Open brief van prins Bernhard
Hieronder enkele delen uit de brief van Prins Berhard, zoals deze zaterdag is gepubliceerd in de Volkskrant.
– De grenzen van fatsoen zijn door publicisten als Kikkert, Tomas Ross, Hans Galesloot en Philip Dröge mijns inziens ver overschreden. Aangezien ik mij vooral concentreer op zaken uit het verdere verleden, acht ik een gang naar de rechter echter minder toepasselijk en bovendien erg tijdrovend. Ik wil niet het risico lopen dat ik de uitspraak niet meer meemaak.
- Het is evident dat ik mij beperk tot de zaken die ik kan staven en tot de onderwerpen die ik als kwetsend en onwaar beschouw. Ten aanzien van de zogenaamde Hofmanszaak roep ik in herinnering dat de Commissie Beel hiernaar in 1956 een uitputtend onderzoek heeft ingesteld. Het rapport van deze commissie is om formele redenen nog niet openbaar, daarom volsta ik er hier mee mijn vertrouwen uit te spreken dat de openbaarmaking te zijner tijd de rol van alle betrokkenen in deze gecompliceerde aangelegenheid in het juiste daglicht zal stellen. Voor alles wat Lockheed betreft wil ik hier verwijzen naar het uitvoerige rapport van de commissie die deze zaak onderzocht.

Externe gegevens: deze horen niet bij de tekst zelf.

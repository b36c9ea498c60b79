//! Shared helpers for the integration tests

#![allow(dead_code)]

use std::io::Read;
use std::net::{SocketAddr, TcpListener, TcpStream};
use std::sync::Once;
use std::thread;
use std::time::{Duration, Instant};
use tracing_subscriber::EnvFilter;
use vclient::http::{HttpClient, Request, Response, Version};

static TRACING: Once = Once::new();

/// Install a test subscriber; `RUST_LOG` selects the verbosity
pub fn init_tracing() {
    TRACING.call_once(|| {
        let _ = tracing_subscriber::fmt()
            .with_env_filter(EnvFilter::from_default_env())
            .with_test_writer()
            .try_init();
    });
}

/// Client speaking HTTP/1.1 only
pub fn http1_client() -> HttpClient {
    HttpClient::builder().version(Version::Http11).build().unwrap()
}

pub fn get(uri: &str) -> Request {
    Request::builder().uri(uri).build().unwrap()
}

/// Send and read the whole body as text
pub fn fetch(client: &HttpClient, request: &Request) -> (Response, String) {
    let mut response = client.send(request).unwrap();
    let text = response.take_body().text().unwrap();
    (response, text)
}

/// Poll `cond` until it holds or `timeout` passes
pub fn eventually(timeout: Duration, mut cond: impl FnMut() -> bool) -> bool {
    let until = Instant::now() + timeout;
    while Instant::now() < until {
        if cond() {
            return true;
        }
        thread::sleep(Duration::from_millis(5));
    }
    cond()
}

/// Listener that completes TCP handshakes but never reads or answers
pub fn silent_listener() -> (TcpListener, SocketAddr) {
    let listener = TcpListener::bind("127.0.0.1:0").unwrap();
    let addr = listener.local_addr().unwrap();
    (listener, addr)
}

/// Read one request head (and nothing more) from `stream`
pub fn read_head(stream: &mut TcpStream) -> String {
    let mut head = Vec::new();
    let mut byte = [0u8; 1];
    while !head.ends_with(b"\r\n\r\n") {
        match stream.read(&mut byte) {
            Ok(0) | Err(_) => break,
            Ok(_) => head.push(byte[0]),
        }
    }
    String::from_utf8_lossy(&head).into_owned()
}
impl PoolInner {
    fn next_step(self: &Arc<Self>, key: &PoolKey, params: &AcquireParams<'_>) -> Result<Step> {
        let negotiation = params.negotiation;
        let budget = &params.budget;
        let mut state = self.state.lock();
        loop {
            if state.closed {
                return Err(Error::IllegalState("connection pool is shut down".to_string()));
            }
            params.cancel.check()?;

            let mut negotiation = negotiation;
            if negotiation != Negotiation::Http1 {
                if let Some(conn) = state.h2.get(key) {
                    if conn.is_usable() {
                        trace!(key = %key, "reusing HTTP/2 connection");
                        return Ok(Step::Reuse(Acquired::Http2(Arc::clone(conn))));
                    }
                    debug!(key = %key, state = %conn.state(), "dropping unusable HTTP/2 connection");
                    state.h2.remove(key);
                }
                if state.http1_only.contains(key) {
                    negotiation = Negotiation::Http1;
                } else if state.connecting.contains(key) {
                    let timed_out = match budget.effective().instant() {
                        Some(at) => self.changed.wait_until(&mut state, at).timed_out(),
                        None => {
                            self.changed.wait(&mut state);
                            false
                        }
                    };
                    if timed_out {
                        return Err(budget.timeout_error(Error::io(
                            io::ErrorKind::TimedOut,
                            "timed out waiting for a shared HTTP/2 connection",
                        )));
                    }
                    continue;
                } else if negotiation == Negotiation::Upgrade && params.has_body {
                    trace!(key = %key, "request body rules out an h2c upgrade");
                    negotiation = Negotiation::Http1;
                } else {
                    state.connecting.insert(key.clone());
                    return Ok(Step::Connect(
                        negotiation,
                        Some(ConnectingGuard {
                            inner: Arc::clone(self),
                            key: key.clone(),
                        }),
                    ));
                }
            }

            if let Some(conn) = take_idle(&mut state, key) {
                return Ok(Step::Reuse(Acquired::Http1(conn)));
            }
            return Ok(Step::Connect(Negotiation::Http1, None));
        }
    }
}
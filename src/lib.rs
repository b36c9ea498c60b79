//! vclient - pooling, protocol-negotiating HTTP client engine
//!
//! A blocking HTTP/1.1 and HTTP/2 client: plain TCP and TLS transports sit
//! behind one `SessionOps` trait, HTTP/2 framing is hand-rolled, and
//! concurrency comes from OS threads rather than an async runtime.

pub mod http;

pub use http::client::{ClientBuilder, ClientConfig, HttpClient};
pub use http::{Error, ErrorKind, Result};
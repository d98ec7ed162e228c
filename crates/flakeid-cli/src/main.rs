#![doc = include_str!("../README.md")]

mod config;
mod output;
mod telemetry;

use std::io::{self, BufWriter, Write};

use anyhow::Context;
use clap::Parser;
use config::{CliArgs, ClockKind, Command, DecodeArgs, GenerateConfig};
use flakeid::{BasicSnowflakeGenerator, MonotonicClock, SystemClock, TimeSource};
use telemetry::init_telemetry;

fn main() -> anyhow::Result<()> {
    // Load from .env
    let _ = dotenvy::dotenv();
    let args = CliArgs::parse();

    init_telemetry();

    match args.command {
        Command::Generate(args) => {
            let config = GenerateConfig::try_from(args)?;
            log_startup_info(&config);
            let mut out = BufWriter::new(io::stdout().lock());
            match config.clock {
                ClockKind::System => generate(&mut out, &config, SystemClock)?,
                ClockKind::Monotonic => generate(&mut out, &config, MonotonicClock::new())?,
            }
            out.flush()?;
        }
        Command::Decode(args) => {
            let mut out = BufWriter::new(io::stdout().lock());
            decode(&mut out, &args)?;
            out.flush()?;
        }
    }
    Ok(())
}

fn generate<T: TimeSource>(
    out: &mut impl Write,
    config: &GenerateConfig,
    clock: T,
) -> anyhow::Result<()> {
    let generator = BasicSnowflakeGenerator::new(config.datacenter_id, config.worker_id, clock)?;

    for _ in 0..config.count {
        let id = generator.next_id().context("failed to generate ID")?;
        output::write_generated(out, id, config.format)?;
    }

    tracing::debug!(count = config.count, "generated IDs");
    Ok(())
}

fn decode(out: &mut impl Write, args: &DecodeArgs) -> anyhow::Result<()> {
    for &id in &args.ids {
        if !id.is_valid() {
            tracing::warn!(%id, "reserved bit is set; not produced by a snowflake generator");
        }
        output::write_decoded(out, id, args.format)?;
    }
    Ok(())
}

fn log_startup_info(config: &GenerateConfig) {
    if cfg!(debug_assertions) {
        tracing::debug!("Generating IDs with full config: {:#?}", config);
    } else {
        tracing::debug!(
            "Generating {} IDs as datacenter {} worker {}",
            config.count,
            config.datacenter_id,
            config.worker_id
        );
    }
}

#[cfg(test)]
mod tests {
    use super::*;
    use config::OutputFormat;
    use flakeid::{SnowflakeId, TWITTER_EPOCH_MILLIS};

    struct FixedTime;

    impl TimeSource for FixedTime {
        fn current_millis(&self) -> u64 {
            TWITTER_EPOCH_MILLIS
        }
    }

    fn config(count: u64, format: OutputFormat) -> GenerateConfig {
        GenerateConfig {
            datacenter_id: 1,
            worker_id: 1,
            count,
            clock: ClockKind::System,
            format,
        }
    }

    fn lines(out: &[u8]) -> Vec<String> {
        String::from_utf8(out.to_vec())
            .unwrap()
            .lines()
            .map(str::to_owned)
            .collect()
    }

    #[test]
    fn generate_prints_increasing_ids() {
        let mut out: Vec<u8> = Vec::new();
        generate(&mut out, &config(3, OutputFormat::Text), SystemClock).unwrap();

        let ids: Vec<SnowflakeId> = lines(&out).iter().map(|l| l.parse().unwrap()).collect();
        assert_eq!(ids.len(), 3);
        assert!(ids.windows(2).all(|w| w[0] < w[1]));
        for id in ids {
            assert_eq!(id.datacenter_id(), 1);
            assert_eq!(id.worker_id(), 1);
        }
    }

    #[test]
    fn generate_at_epoch_prints_known_values() {
        let mut out: Vec<u8> = Vec::new();
        generate(&mut out, &config(2, OutputFormat::Text), FixedTime).unwrap();
        assert_eq!(lines(&out), ["135168", "135169"]);
    }

    #[test]
    fn generate_json_lines() {
        let mut out: Vec<u8> = Vec::new();
        generate(&mut out, &config(2, OutputFormat::Json), FixedTime).unwrap();

        let lines = lines(&out);
        assert_eq!(lines.len(), 2);
        let second: serde_json::Value = serde_json::from_str(&lines[1]).unwrap();
        assert_eq!(second["id"], 135_169);
        assert_eq!(second["sequence"], 1);
    }

    #[test]
    fn decode_prints_one_line_per_id() {
        let args = DecodeArgs {
            ids: vec![SnowflakeId::from_raw(135_168), SnowflakeId::from_raw(135_169)],
            format: OutputFormat::Text,
        };
        let mut out: Vec<u8> = Vec::new();
        decode(&mut out, &args).unwrap();

        assert_eq!(
            lines(&out),
            [
                "135168 timestamp=0 unix_millis=1288834974657 datacenter_id=1 worker_id=1 sequence=0",
                "135169 timestamp=0 unix_millis=1288834974657 datacenter_id=1 worker_id=1 sequence=1",
            ]
        );
    }
}
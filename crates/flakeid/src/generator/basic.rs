use core::cell::Cell;

#[cfg(feature = "tracing")]
use tracing::instrument;

use super::state::State;
use crate::{Poll, Result, SnowflakeGenerator, SnowflakeId, TimeSource, validate_identity};

/// A non-concurrent Snowflake ID generator for single-owner use.
///
/// The state lives in a [`Cell`], so the generator is `Send` but not `Sync`:
/// it can be moved to another thread, but never shared between threads. Every
/// call to [`Self::next_id`] is therefore serialized by construction.
///
/// ```compile_fail
/// use flakeid::{BasicSnowflakeGenerator, SystemClock};
///
/// fn assert_sync<T: Sync>(_: &T) {}
///
/// let generator = BasicSnowflakeGenerator::new(0, 0, SystemClock).unwrap();
/// assert_sync(&generator);
/// ```
///
/// ## Features
/// - ❌ Not thread-safe
/// - ✅ No locking overhead
///
/// ## Recommended When
/// - Each thread or task owns its own generator (with its own worker ID)
/// - You want the fastest generator
///
/// ## See Also
/// - [`LockSnowflakeGenerator`]
///
/// [`LockSnowflakeGenerator`]: crate::LockSnowflakeGenerator
#[derive(Debug)]
pub struct BasicSnowflakeGenerator<T>
where
    T: TimeSource,
{
    state: Cell<State>,
    datacenter_id: u64,
    worker_id: u64,
    time: T,
}

impl<T> BasicSnowflakeGenerator<T>
where
    T: TimeSource,
{
    /// Creates a new [`BasicSnowflakeGenerator`] for the given datacenter and
    /// worker.
    ///
    /// # Parameters
    ///
    /// - `datacenter_id`: `0..=31`, encoded into every generated ID.
    /// - `worker_id`: `0..=31`, encoded into every generated ID.
    /// - `time`: A [`TimeSource`] implementation (e.g., [`SystemClock`]) that
    ///   determines how timestamps are read.
    ///
    /// # Errors
    ///
    /// Returns [`Error::OutOfRange`] if either ID exceeds 31.
    ///
    /// # Example
    /// ```
    /// use flakeid::{BasicSnowflakeGenerator, SystemClock};
    ///
    /// let generator = BasicSnowflakeGenerator::new(1, 7, SystemClock)?;
    /// let id = generator.next_id()?;
    /// assert_eq!(id.datacenter_id(), 1);
    /// assert_eq!(id.worker_id(), 7);
    /// # Ok::<(), flakeid::Error>(())
    /// ```
    ///
    /// [`SystemClock`]: crate::SystemClock
    /// [`Error::OutOfRange`]: crate::Error::OutOfRange
    pub fn new(datacenter_id: u64, worker_id: u64, time: T) -> Result<Self> {
        validate_identity(datacenter_id, worker_id)?;
        Ok(Self::new_unchecked(datacenter_id, worker_id, time))
    }

    /// Creates a new generator without range-checking the IDs.
    ///
    /// Values above 31 are not masked: they overlap the neighbouring fields
    /// of every generated ID. Prefer [`Self::new`].
    pub fn new_unchecked(datacenter_id: u64, worker_id: u64, time: T) -> Self {
        Self::from_components(0, datacenter_id, worker_id, 0, time)
    }

    /// Creates a new ID generator from explicit state.
    ///
    /// This constructor is primarily useful for advanced use cases such as
    /// restoring a generator's position or controlling its starting point in
    /// tests. Nothing is validated.
    ///
    /// # Parameters
    /// - `last_timestamp`: Last timestamp an ID was generated for, in
    ///   milliseconds since the Unix epoch
    /// - `datacenter_id`: The datacenter identifier
    /// - `worker_id`: The worker identifier
    /// - `sequence`: The last sequence number used at `last_timestamp`
    /// - `time`: A [`TimeSource`] implementation used to fetch the current time
    pub fn from_components(
        last_timestamp: u64,
        datacenter_id: u64,
        worker_id: u64,
        sequence: u64,
        time: T,
    ) -> Self {
        Self {
            state: Cell::new(State::new(last_timestamp, sequence)),
            datacenter_id,
            worker_id,
            time,
        }
    }

    /// Returns the configured datacenter ID.
    pub fn datacenter_id(&self) -> u64 {
        self.datacenter_id
    }

    /// Returns the configured worker ID.
    pub fn worker_id(&self) -> u64 {
        self.worker_id
    }

    /// Generates a new ID, spinning while the current millisecond is
    /// exhausted.
    ///
    /// # Errors
    ///
    /// Returns [`Error::ClockRegression`] if the clock moved backwards.
    ///
    /// [`Error::ClockRegression`]: crate::Error::ClockRegression
    pub fn next_id(&self) -> Result<SnowflakeId> {
        self.try_next_id(|_| core::hint::spin_loop())
    }

    /// Generates a new ID, calling `f` with the suggested back-off in
    /// milliseconds whenever the current millisecond is exhausted.
    ///
    /// # Example
    /// ```
    /// use flakeid::{BasicSnowflakeGenerator, SystemClock};
    ///
    /// let generator = BasicSnowflakeGenerator::new(0, 0, SystemClock)?;
    ///
    /// // Sleep instead of spinning when the sequence runs out.
    /// let id = generator.try_next_id(|ms| {
    ///     std::thread::sleep(std::time::Duration::from_millis(ms));
    /// })?;
    /// assert_eq!(id.sequence(), 0);
    /// # Ok::<(), flakeid::Error>(())
    /// ```
    ///
    /// # Errors
    ///
    /// Returns [`Error::ClockRegression`] if the clock moved backwards.
    ///
    /// [`Error::ClockRegression`]: crate::Error::ClockRegression
    #[cfg_attr(feature = "tracing", instrument(level = "trace", skip(self, f)))]
    pub fn try_next_id(&self, mut f: impl FnMut(u64)) -> Result<SnowflakeId> {
        loop {
            match self.try_poll_id()? {
                Poll::Ready { id } => break Ok(id),
                Poll::Pending { yield_for } => f(yield_for),
            }
        }
    }

    /// Attempts to generate the next available ID.
    ///
    /// # Returns
    /// - `Ok(Poll::Ready { id })`: A new ID is available
    /// - `Ok(Poll::Pending { yield_for })`: The time to wait (in milliseconds)
    ///   before trying again
    ///
    /// # Errors
    ///
    /// Returns [`Error::ClockRegression`] if the clock reads earlier than the
    /// last timestamp. The generator state is left untouched.
    ///
    /// [`Error::ClockRegression`]: crate::Error::ClockRegression
    #[cfg_attr(feature = "tracing", instrument(level = "trace", skip(self)))]
    pub fn try_poll_id(&self) -> Result<Poll> {
        let now = self.time.current_millis();
        let mut state = self.state.get();
        let poll = state.poll(now, self.datacenter_id, self.worker_id)?;
        self.state.set(state);
        Ok(poll)
    }
}

impl<T> SnowflakeGenerator<T> for BasicSnowflakeGenerator<T>
where
    T: TimeSource,
{
    fn new(datacenter_id: u64, worker_id: u64, time: T) -> Result<Self> {
        Self::new(datacenter_id, worker_id, time)
    }

    fn new_unchecked(datacenter_id: u64, worker_id: u64, time: T) -> Self {
        Self::new_unchecked(datacenter_id, worker_id, time)
    }

    fn datacenter_id(&self) -> u64 {
        self.datacenter_id()
    }

    fn worker_id(&self) -> u64 {
        self.worker_id()
    }

    fn try_poll_id(&self) -> Result<Poll> {
        self.try_poll_id()
    }

    fn try_next_id(&self, f: impl FnMut(u64)) -> Result<SnowflakeId> {
        self.try_next_id(f)
    }

    fn next_id(&self) -> Result<SnowflakeId> {
        self.next_id()
    }
}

– Wat betreft de verhalen over buitenechtelijke kinderen volsta ik met op te merken dat de hardnekkigheid waarmee het onzinverhaal over twee vermeende Londense ’zoons’ recentelijk steeds weer bovenkomt mij echt heeft verbaasd. Deze ’zoons’ zouden door mij in de oorlogsjaren zijn verwekt bij een goede vriendin, Lady Ann Orr Lewis. Kennelijk wordt hier de bewijslast omgedraaid, in die zin, dat ik moet bewijzen wat er niet is. Een onmogelijke opgave. Toch heb ik laten vaststellen dat de Britse geboorteregisters uit die jaren geen inschrijvingen van kinderen van Lady Ann bevatten.
– Als een van de meest bizarre aantijgingen geldt voor mij een tweetal aangelegenheden die verband houden met de periode 1940–1945, namelijk een veronderstelde betrokkenheid bij verraad van de Slag om Arnhem en de zogenaamde Stadhoudersbrief.
Voor wat betreft het eerste onderwerp wil ik een bijzonder interessant nieuw document niemand onthouden. Het gaat om een beëdigde verklaring van een hoge officier die zelf aan Duitse zijde een belangrijke rol speelde bij de Slag om Arnhem. Ik verwijs daarvoor naar het beschikbare rapport en de daarbij behorende documenten.
– Bij de zogenaamde Stadhoudersbrief gaat het om een vermeende brief van 1942, die door mij en volgens sommigen zelfs door mijn vrouw ondertekend zou zijn en waarin ik Hitler (volgens anderen Himmler) zou hebben aangeboden Nederland namens de bezetter te besturen. Met deze onzin geconfronteerd tijdens zijn wekelijkse persconferentie op 8 december 1978 verwees toenmalig minister–president Van Agt het verhaal naar de prullenbak. Ook het NIOD blijft eenzelfde mening toegedaan. Zo schreef NIOD begin 2003 dat ’er niets aan het licht gekomen (is) dat maar enigszins wijst in de richting van de aanwezigheid van deze brief in de NIOD–archieven’. Ten overvloede kan worden opgemerkt dat ook buiten de NIOD–archieven de bewuste brief of een kopie daarvan nooit is gevonden.
– Over mijn moeder zijn vaker heel gemene fantasieën gepubliceerd, zoals het verhaal dat zij in haar jonge jaren een losbandig leven leidde en de suggestie dat zij pro–nazi was. Alle verhalen over danspartijen e.d. zijn onzinnig: mijn moeder kón niet eens dansen en was totaal a–muzikaal. Zeer grievend en ontoelaatbaar acht ik de volgende niet te onderbouwen passage over mijn met naam en toenaam genoemde moeder in het boek van Ross: „Ze herinnerde zich dat ze onder een brug, bij een van de pijlers in een roeibootje op een nacht de liefde had bedreven met twee officieren”. Dit is zonder meer gelogen. Het geeft een beeld van mijn moeder dat ook volgens iedereen die mijn moeder van nabij hebben gekend volledig onwaar is.
– Ik zie het als iets kostbaars op 92–jarige leeftijd tegelijkertijd echtgenoot, vader, grootvader en overgrootvader te zijn. En ook dat ik nog steeds in staat ben om op te komen voor mijn dierbaren, voor mijn ouders en voor mezelf.